(Stored data)
((

#[cfg(test)]
mod tests {
    use super::*;
    use crate::kernel::test_support::{adopt, fixture, spawn};
    use crate::kernel::thread::kill;

    unsafe fn make(attr: &Attributes) -> Mutex {
        let mut mx = Mutex::new();
        create(&mut mx, attr).unwrap();
        mx
    }

    #[test]
    fn uncontended_lock_and_unlock() {
        let _k = fixture();
        unsafe {
            let mut mx = make(&Attributes::new());
            let me = scheduler::current();
            assert_eq!(lock(&mut mx), Ok(()));
            assert_eq!(mx.owner(), me);
            assert_eq!(mx.count, 1);
            assert_eq!(unlock(&mut mx), Ok(()));
            assert!(!mx.is_locked());
            assert_eq!(mx.count, 0);
        }
    }

    #[test]
    fn recursive_lock_counts_and_saturates() {
        let _k = fixture();
        unsafe {
            let mut mx = make(&Attributes::recursive());
            lock(&mut mx).unwrap();
            lock(&mut mx).unwrap();
            assert_eq!(mx.count, 2);
            unlock(&mut mx).unwrap();
            assert!(mx.is_locked());
            unlock(&mut mx).unwrap();
            assert!(!mx.is_locked());

            lock(&mut mx).unwrap();
            mx.count = MUTEX_MAX_COUNT;
            assert_eq!(lock(&mut mx), Err(Error::ResourceBusy));
            mx.count = 1;
            unlock(&mut mx).unwrap();
        }
    }

    #[test]
    fn errorcheck_relock_reports_deadlock() {
        let _k = fixture();
        unsafe {
            let mut attr = Attributes::new();
            attr.mutex_type = MutexType::ErrorCheck;
            let mut mx = make(&attr);
            lock(&mut mx).unwrap();
            assert_eq!(lock(&mut mx), Err(Error::Deadlock));
            unlock(&mut mx).unwrap();
        }
    }

    #[test]
    fn unlock_by_non_owner_is_refused() {
        let _k = fixture();
        unsafe {
            let mut mx = make(&Attributes::new());
            lock(&mut mx).unwrap();
            let other = spawn(priority::NORMAL);
            adopt(other);
            assert_eq!(unlock(&mut mx), Err(Error::NotPermitted));
            assert_eq!(try_lock(&mut mx), Err(Error::Again));
        }
    }

    #[test]
    fn ceiling_below_base_priority_is_invalid() {
        let _k = fixture();
        unsafe {
            let mut attr = Attributes::new();
            attr.protocol = Protocol::Protect;
            attr.ceiling = priority::LOW;
            let mut mx = make(&attr);
            // The fixture thread runs at NORMAL > LOW.
            assert_eq!(lock(&mut mx), Err(Error::Invalid));
        }
    }

    #[test]
    fn ceiling_boost_applies_and_lapses() {
        let _k = fixture();
        unsafe {
            let mut attr = Attributes::new();
            attr.protocol = Protocol::Protect;
            attr.ceiling = priority::HIGH;
            let mut mx = make(&attr);
            let me = scheduler::current();
            lock(&mut mx).unwrap();
            assert_eq!((*me).priority(), priority::HIGH);
            assert_eq!((*me).base_priority(), priority::NORMAL);
            unlock(&mut mx).unwrap();
            assert_eq!((*me).priority(), priority::NORMAL);
        }
    }

    #[test]
    fn priority_inheritance_boosts_owner_and_hands_over() {
        let _k = fixture();
        unsafe {
            let low = spawn(5);
            adopt(low);
            let mut attr = Attributes::new();
            attr.protocol = Protocol::Inherit;
            let mut mx = make(&attr);
            lock(&mut mx).unwrap();

            // A priority-20 thread arrives at the held mutex.
            let high = spawn(20);
            scheduler::remove_from_ready(high);
            let s = port::irq_save();
            (*high).wake_err = None;
            (*high).state = ThreadState::Waiting;
            enqueue_waiter(&mut mx, high);
            port::irq_restore(s);

            assert_eq!((*low).priority(), 20);
            assert_eq!((*low).base_priority(), 5);

            // Unlock drops the boost and hands the lock to the waiter.
            unlock(&mut mx).unwrap();
            assert_eq!((*low).priority(), 5);
            assert_eq!(mx.owner(), high);
            assert_eq!((*high).state(), ThreadState::Ready);
            assert_eq!((*high).wake_err, None);
        }
    }

    #[test]
    fn killing_a_blocked_waiter_deflates_the_boost() {
        let _k = fixture();
        unsafe {
            let low = spawn(5);
            adopt(low);
            let mut attr = Attributes::new();
            attr.protocol = Protocol::Inherit;
            let mut mx = make(&attr);
            lock(&mut mx).unwrap();

            let high = spawn(20);
            scheduler::remove_from_ready(high);
            let s = port::irq_save();
            (*high).wake_err = None;
            (*high).state = ThreadState::Waiting;
            enqueue_waiter(&mut mx, high);
            port::irq_restore(s);
            assert_eq!((*low).priority(), 20);

            // The waiter dies; the boost it imposed must die with it.
            kill(high).unwrap();
            assert_eq!((*low).priority(), 5);
            assert!(mx.waiters.is_empty());
            unlock(&mut mx).unwrap();
        }
    }

    #[test]
    fn robust_mutex_owner_death_handshake() {
        let _k = fixture();
        unsafe {
            let mut attr = Attributes::new();
            attr.robustness = Robustness::Robust;
            let mut mx = make(&attr);

            let victim = spawn(priority::NORMAL);
            adopt(victim);
            lock(&mut mx).unwrap();

            let survivor = spawn(priority::NORMAL);
            adopt(survivor);
            kill(victim).unwrap();
            assert_eq!(mx.robust_state, RobustState::OwnerDead);
            assert!(!mx.is_locked());

            // The next lock succeeds but reports the death.
            assert_eq!(lock(&mut mx), Err(Error::OwnerDead));
            assert_eq!(mx.owner(), survivor);

            // Unlocking without repair condemns the mutex.
            unlock(&mut mx).unwrap();
            assert_eq!(mx.robust_state, RobustState::NotRecoverable);
            assert_eq!(lock(&mut mx), Err(Error::NotRecoverable));
        }
    }

    #[test]
    fn robust_mutex_repaired_by_consistent() {
        let _k = fixture();
        unsafe {
            let mut attr = Attributes::new();
            attr.robustness = Robustness::Robust;
            let mut mx = make(&attr);

            let victim = spawn(priority::NORMAL);
            adopt(victim);
            lock(&mut mx).unwrap();
            let survivor = spawn(priority::NORMAL);
            adopt(survivor);
            kill(victim).unwrap();

            assert_eq!(lock(&mut mx), Err(Error::OwnerDead));
            assert_eq!(consistent(&mut mx), Ok(()));
            unlock(&mut mx).unwrap();
            assert_eq!(lock(&mut mx), Ok(()));
            unlock(&mut mx).unwrap();
        }
    }

    #[test]
    fn consistent_requires_owner_dead_state() {
        let _k = fixture();
        unsafe {
            let mut mx = make(&Attributes::new());
            lock(&mut mx).unwrap();
            assert_eq!(consistent(&mut mx), Err(Error::Invalid));
            unlock(&mut mx).unwrap();
        }
    }
}
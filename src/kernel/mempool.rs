/*
 * kernos - an RTOS core for small microcontrollers.
 *
 * SPDX-License-Identifier: MIT
 */

//! Memory pools.
//!
//! A fixed-block allocator over a caller-supplied, word-aligned buffer.
//! Free blocks are threaded into a chain through their own first word,
//! so the pool needs no bookkeeping storage of its own. Freed blocks are
//! stamped in their second word, which lets `free` catch the common
//! double-free. Allocation can block; callers waiting for a block queue
//! FIFO.

use core::ffi::c_void;
use core::mem::size_of;
use core::ptr;

use crate::config::OS_MEMPOOL_FREE_STAMP;
use crate::kernel::list::{self, List};
use crate::kernel::thread::{self, Thread};
use crate::kernel::{clock, scheduler};
use crate::port;
use crate::trace;
use crate::types::*;

/// Creation attributes.
pub struct Attributes {
    pub name: &'static str,
}

impl Attributes {
    pub const fn new() -> Self {
        Attributes { name: "-" }
    }
}

impl Default for Attributes {
    fn default() -> Self {
        Self::new()
    }
}

/// Memory pool control block.
pub struct MemoryPool {
    pub(crate) buf: *mut u8,
    pub(crate) block_size: usize,
    pub(crate) capacity: PoolSize,
    pub(crate) free_head: *mut usize,
    pub(crate) free_count: PoolSize,
    pub(crate) waiters: List,
    pub(crate) created: bool,
    pub(crate) name: &'static str,
}

impl MemoryPool {
    pub const fn new() -> Self {
        MemoryPool {
            buf: ptr::null_mut(),
            block_size: 0,
            capacity: 0,
            free_head: ptr::null_mut(),
            free_count: 0,
            waiters: List::new(),
            created: false,
            name: "-",
        }
    }

    pub fn name(&self) -> &'static str {
        self.name
    }

    pub fn capacity(&self) -> usize {
        self.capacity as usize
    }

    pub fn block_size(&self) -> usize {
        self.block_size
    }

    /// Blocks currently free.
    pub fn free_count(&self) -> usize {
        self.free_count as usize
    }
}

impl Default for MemoryPool {
    fn default() -> Self {
        Self::new()
    }
}

/// Initialize a pool of `blocks` blocks of `block_size` bytes each.
///
/// `block_size` must be a multiple of the word size and at least two
/// words (the free chain and the stamp live inside free blocks); `buf`
/// must be word-aligned and at least `blocks * block_size` bytes.
///
/// # Safety
///
/// `pool` must point to a valid control block not in use; `buf` must be
/// writable and unused by anything else.
pub unsafe fn create(
    pool: *mut MemoryPool,
    attr: &Attributes,
    buf: *mut u8,
    buf_len: usize,
    blocks: PoolSize,
    block_size: usize,
) -> Result<()> {
    check(!pool.is_null() && !buf.is_null(), Error::Invalid)?;
    check(
        blocks > 0 && blocks as usize <= crate::config::OS_MEMPOOL_MAX_BLOCKS,
        Error::Invalid,
    )?;
    check(
        block_size >= 2 * size_of::<usize>() && block_size % size_of::<usize>() == 0,
        Error::Invalid,
    )?;
    check(buf as usize % size_of::<usize>() == 0, Error::Invalid)?;
    check(buf_len >= blocks as usize * block_size, Error::Invalid)?;

    *pool = MemoryPool::new();
    (*pool).buf = buf;
    (*pool).block_size = block_size;
    (*pool).capacity = blocks;
    (*pool).name = attr.name;

    // Thread the blocks, last to first, stamping each as free.
    let mut head: *mut usize = ptr::null_mut();
    let mut i = blocks as usize;
    while i > 0 {
        i -= 1;
        let blk = buf.add(i * block_size) as *mut usize;
        *blk = head as usize;
        *blk.add(1) = OS_MEMPOOL_FREE_STAMP as usize;
        head = blk;
    }
    (*pool).free_head = head;
    (*pool).free_count = blocks;
    (*pool).created = true;
    Ok(())
}

/// Take a block, blocking while the pool is empty. Zero `timeout` is
/// the try form.
///
/// # Safety
///
/// `pool` must be a valid, created pool.
pub unsafe fn alloc(pool: *mut MemoryPool, timeout: Duration) -> Result<*mut c_void> {
    check(!pool.is_null(), Error::Invalid)?;
    let t = scheduler::current();
    if timeout != 0 {
        check(!port::in_handler_mode(), Error::NotPermitted)?;
        check(!t.is_null(), Error::NotPermitted)?;
        thread::consume_cancel(t)?;
    }

    let deadline = if timeout == 0 || timeout == WAIT_FOREVER {
        None
    } else {
        Some(clock::now().saturating_add(timeout as Timestamp))
    };

    loop {
        let s = port::irq_save();
        if !(*pool).created {
            port::irq_restore(s);
            return Err(Error::Invalid);
        }
        let blk = (*pool).free_head;
        if !blk.is_null() {
            (*pool).free_head = *blk as *mut usize;
            *blk.add(1) = 0; // un-stamp
            (*pool).free_count -= 1;
            port::irq_restore(s);
            return Ok(blk as *mut c_void);
        }
        if timeout == 0 {
            port::irq_restore(s);
            return Err(Error::Again);
        }

        trace::sync_block(pool as usize, t as usize);
        (*t).wake_err = None;
        (*pool).waiters.push_back(&mut (*t).wait_node);
        if let Some(d) = deadline {
            clock::arm(t, d);
        }
        (*t).state = ThreadState::Waiting;
        scheduler::block_current();
        port::irq_restore(s);

        let s = port::irq_save();
        list::unlink(&mut (*t).wait_node);
        clock::disarm(t);
        let err = (*t).wake_err.take();
        port::irq_restore(s);
        if let Some(e) = err {
            return Err(e);
        }
    }
}

/// Non-blocking allocation. Callable from handler mode.
///
/// # Safety
///
/// `pool` must be a valid, created pool.
pub unsafe fn try_alloc(pool: *mut MemoryPool) -> Result<*mut c_void> {
    alloc(pool, 0)
}

/// Return a block to the pool and release one waiting allocator.
/// Callable from handler mode.
///
/// # Errors
///
/// `Invalid` - pointer outside the pool, misaligned, or already free
/// (caught by the stamp).
///
/// # Safety
///
/// `pool` must be a valid, created pool; `block` must not be used after
/// this call.
pub unsafe fn free(pool: *mut MemoryPool, block: *mut c_void) -> Result<()> {
    check(!pool.is_null() && !block.is_null(), Error::Invalid)?;

    let s = port::irq_save();
    if !(*pool).created {
        port::irq_restore(s);
        return Err(Error::Invalid);
    }

    let base = (*pool).buf as usize;
    let addr = block as usize;
    let span = (*pool).capacity as usize * (*pool).block_size;
    if addr < base || addr >= base + span || (addr - base) % (*pool).block_size != 0 {
        port::irq_restore(s);
        return Err(Error::Invalid);
    }

    let blk = block as *mut usize;
    if *blk.add(1) == OS_MEMPOOL_FREE_STAMP as usize {
        // Already on the free chain.
        port::irq_restore(s);
        return Err(Error::Invalid);
    }

    *blk = (*pool).free_head as usize;
    *blk.add(1) = OS_MEMPOOL_FREE_STAMP as usize;
    (*pool).free_head = blk;
    (*pool).free_count += 1;

    let head = (*pool).waiters.head();
    if !head.is_null() {
        let w = (*head).owner as *mut Thread;
        trace::sync_wake(pool as usize, w as usize);
        thread::wake(w, None);
        scheduler::preempt();
    }
    port::irq_restore(s);
    Ok(())
}
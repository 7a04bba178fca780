/*
 * kernos - an RTOS core for small microcontrollers.
 *
 * SPDX-License-Identifier: MIT
 */

//! ARM Cortex-M port.
//!
//! - Critical sections mask interrupts through PRIMASK.
//! - Context switches run in the PendSV exception, configured to the
//!   lowest priority so a switch pended from an ISR tail-chains after
//!   every other handler has finished.
//! - The first thread is entered through SVC, which discards the
//!   pre-scheduler main stack.
//! - The tick source is SysTick.
//!
//! Compile for a `thumbv*-none-eabi*` target with the `port-cortex-m`
//! feature.

use core::arch::naked_asm;
use core::ffi::c_void;

use super::{align_stack_down, IrqStatus, StackElement};
use crate::config::OS_CPU_CLOCK_HZ;

// =============================================================================
// Registers
// =============================================================================

/// Initial xPSR value: thumb bit set.
const INITIAL_XPSR: usize = 0x0100_0000;

/// Interrupt control and state register; bit 28 pends PendSV.
const NVIC_ICSR: *mut u32 = 0xE000_ED04 as *mut u32;
const NVIC_PENDSVSET_BIT: u32 = 1 << 28;

/// System handler priority register 3 (PendSV, SysTick fields).
const SCB_SHPR3: *mut u32 = 0xE000_ED20 as *mut u32;

/// SysTick control, reload and current-value registers.
const SYST_CSR: *mut u32 = 0xE000_E010 as *mut u32;
const SYST_RVR: *mut u32 = 0xE000_E014 as *mut u32;
const SYST_CVR: *mut u32 = 0xE000_E018 as *mut u32;

const SYST_CSR_ENABLE: u32 = 1 << 0;
const SYST_CSR_TICKINT: u32 = 1 << 1;
const SYST_CSR_CLKSOURCE: u32 = 1 << 2;

// =============================================================================
// Critical sections
// =============================================================================

/// Disable interrupts, returning the previous PRIMASK state.
#[inline(always)]
pub fn irq_save() -> IrqStatus {
    let active = cortex_m::register::primask::read().is_active();
    cortex_m::interrupt::disable();
    active as IrqStatus
}

/// Restore the interrupt state saved by a matching `irq_save`.
#[inline(always)]
pub fn irq_restore(status: IrqStatus) {
    if status != 0 {
        // Safety: only re-enables what irq_save disabled.
        unsafe { cortex_m::interrupt::enable() };
    }
}

/// True while an exception handler is executing (IPSR != 0).
#[inline(always)]
pub fn in_handler_mode() -> bool {
    let ipsr: u32;
    unsafe {
        core::arch::asm!("mrs {}, IPSR", out(reg) ipsr, options(nomem, nostack));
    }
    ipsr != 0
}

// =============================================================================
// Stack initialization
// =============================================================================

/// Trap for a thread entry function that returns.
///
/// The kernel trampoline never returns, so reaching this means the frame
/// was corrupted.
extern "C" fn entry_return_trap() -> ! {
    cortex_m::interrupt::disable();
    loop {
        cortex_m::asm::wfi();
    }
}

/// Lay down the frame the hardware and PendSV expect, so the first switch
/// into the thread "returns" into `entry(arg)`.
///
/// Frame, high to low address: xPSR, PC, LR, R12, R3-R1, R0 (= `arg`),
/// then R11-R4 as saved by PendSV.
///
/// # Safety
///
/// `base..base + size_bytes` must be writable memory owned by the thread.
pub unsafe fn stack_init(
    base: *mut StackElement,
    size_bytes: usize,
    entry: extern "C" fn(*mut c_void),
    arg: *mut c_void,
) -> *mut StackElement {
    let top = align_stack_down((base as usize + size_bytes) as *mut StackElement);
    let mut sp = top;

    // Hardware exception frame.
    sp = sp.sub(1);
    *sp = INITIAL_XPSR;
    sp = sp.sub(1);
    *sp = (entry as usize) & !1; // PC, bit 0 clear for exception return
    sp = sp.sub(1);
    *sp = entry_return_trap as usize; // LR
    sp = sp.sub(4); // R12, R3, R2, R1
    sp = sp.sub(1);
    *sp = arg as usize; // R0

    // Software-saved registers R11-R4, contents irrelevant.
    sp = sp.sub(8);

    sp
}

// =============================================================================
// Context switch
// =============================================================================

/// Where PendSV stores the outgoing stack pointer.
#[no_mangle]
static mut KERNOS_SAVE_SLOT: *mut *mut StackElement = core::ptr::null_mut();

/// Where PendSV loads the incoming stack pointer from.
#[no_mangle]
static mut KERNOS_LOAD_SP: *mut StackElement = core::ptr::null_mut();

/// Request a context switch.
///
/// Pends PendSV; the exception performs the actual save/restore once
/// interrupts are re-enabled (thread mode) or the current handler chain
/// unwinds (handler mode). At most one switch can be outstanding, which
/// the kernel guarantees by only deciding switches inside its interrupt
/// critical sections.
///
/// # Safety
///
/// Interrupts must be disabled. `save_slot` must point at the outgoing
/// thread's stack-pointer slot and `load_sp` must be a frame produced by
/// `stack_init` or a previous save.
pub unsafe fn context_switch(save_slot: *mut *mut StackElement, load_sp: *mut StackElement) {
    KERNOS_SAVE_SLOT = save_slot;
    KERNOS_LOAD_SP = load_sp;
    core::ptr::write_volatile(NVIC_ICSR, NVIC_PENDSVSET_BIT);
    cortex_m::asm::dsb();
    cortex_m::asm::isb();
}

/// PendSV: save R4-R11 and PSP into the outgoing slot, restore the
/// incoming frame.
#[unsafe(naked)]
#[no_mangle]
pub unsafe extern "C" fn PendSV() {
    naked_asm!(
        "mrs r0, psp",
        "isb",
        "stmdb r0!, {{r4-r11}}",
        "ldr r2, =KERNOS_SAVE_SLOT",
        "ldr r2, [r2]",
        "str r0, [r2]",
        "ldr r2, =KERNOS_LOAD_SP",
        "ldr r0, [r2]",
        "ldmia r0!, {{r4-r11}}",
        "msr psp, r0",
        "isb",
        "bx lr",
    );
}

/// SVC: enter the first thread, discarding the startup stack.
#[unsafe(naked)]
#[no_mangle]
pub unsafe extern "C" fn SVCall() {
    naked_asm!(
        "ldr r2, =KERNOS_LOAD_SP",
        "ldr r0, [r2]",
        "ldmia r0!, {{r4-r11}}",
        "msr psp, r0",
        "isb",
        "mov r0, #0",
        "msr basepri, r0",
        "orr lr, #0xd", // thread mode, PSP, no FPU state
        "bx lr",
    );
}

/// Enter the first thread. Never returns.
///
/// # Safety
///
/// Interrupts must be disabled; `load_sp` must be a frame produced by
/// `stack_init`. Call exactly once, from `scheduler::start`.
pub unsafe fn start_first_thread(load_sp: *mut StackElement) -> ! {
    KERNOS_LOAD_SP = load_sp;

    // PendSV and SysTick at the lowest exception priority, so context
    // switches never preempt other handlers.
    core::ptr::write_volatile(SCB_SHPR3, 0xFFFF_0000);

    cortex_m::interrupt::enable();
    cortex_m::asm::dsb();
    cortex_m::asm::isb();
    core::arch::asm!("svc 0", options(noreturn));
}

// =============================================================================
// Tick source
// =============================================================================

/// SysTick: drive the kernel clock, then let the scheduler pend a switch
/// if the drain readied something more urgent.
#[no_mangle]
pub extern "C" fn SysTick() {
    crate::kernel::clock::tick_from_isr();
    crate::kernel::scheduler::preempt_from_isr();
}

/// Program SysTick for `hz` interrupts per second and start it.
pub fn tick_start(hz: u32) {
    let reload = (OS_CPU_CLOCK_HZ / hz) - 1;
    unsafe {
        core::ptr::write_volatile(SYST_RVR, reload);
        core::ptr::write_volatile(SYST_CVR, 0);
        core::ptr::write_volatile(
            SYST_CSR,
            SYST_CSR_CLKSOURCE | SYST_CSR_TICKINT | SYST_CSR_ENABLE,
        );
    }
}

/// Stop SysTick.
pub fn tick_stop() {
    unsafe {
        core::ptr::write_volatile(SYST_CSR, 0);
    }
}

// =============================================================================
// Idle and termination
// =============================================================================

/// Wait for the next interrupt.
#[inline(always)]
pub fn idle_sleep() {
    cortex_m::asm::wfi();
}

/// Report the exit code to a semihosting host, then park.
pub fn terminate(code: i32) -> ! {
    // ADP_Stopped_ApplicationExit, with the exit code in the parameter
    // block (SYS_EXIT_EXTENDED layout).
    let block: [usize; 2] = [0x20026, code as usize];
    unsafe {
        core::arch::asm!(
            "mov r0, #0x20",
            "mov r1, {0}",
            "bkpt #0xAB",
            in(reg) block.as_ptr(),
            options(nostack),
        );
    }
    cortex_m::interrupt::disable();
    loop {
        cortex_m::asm::wfi();
    }
}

))

What is required: Filter the entries above and copy only the lines that hold "IrqStatus".

Response:
use super::{align_stack_down, IrqStatus, StackElement};
pub fn irq_save() -> IrqStatus {
    active as IrqStatus
pub fn irq_restore(status: IrqStatus) {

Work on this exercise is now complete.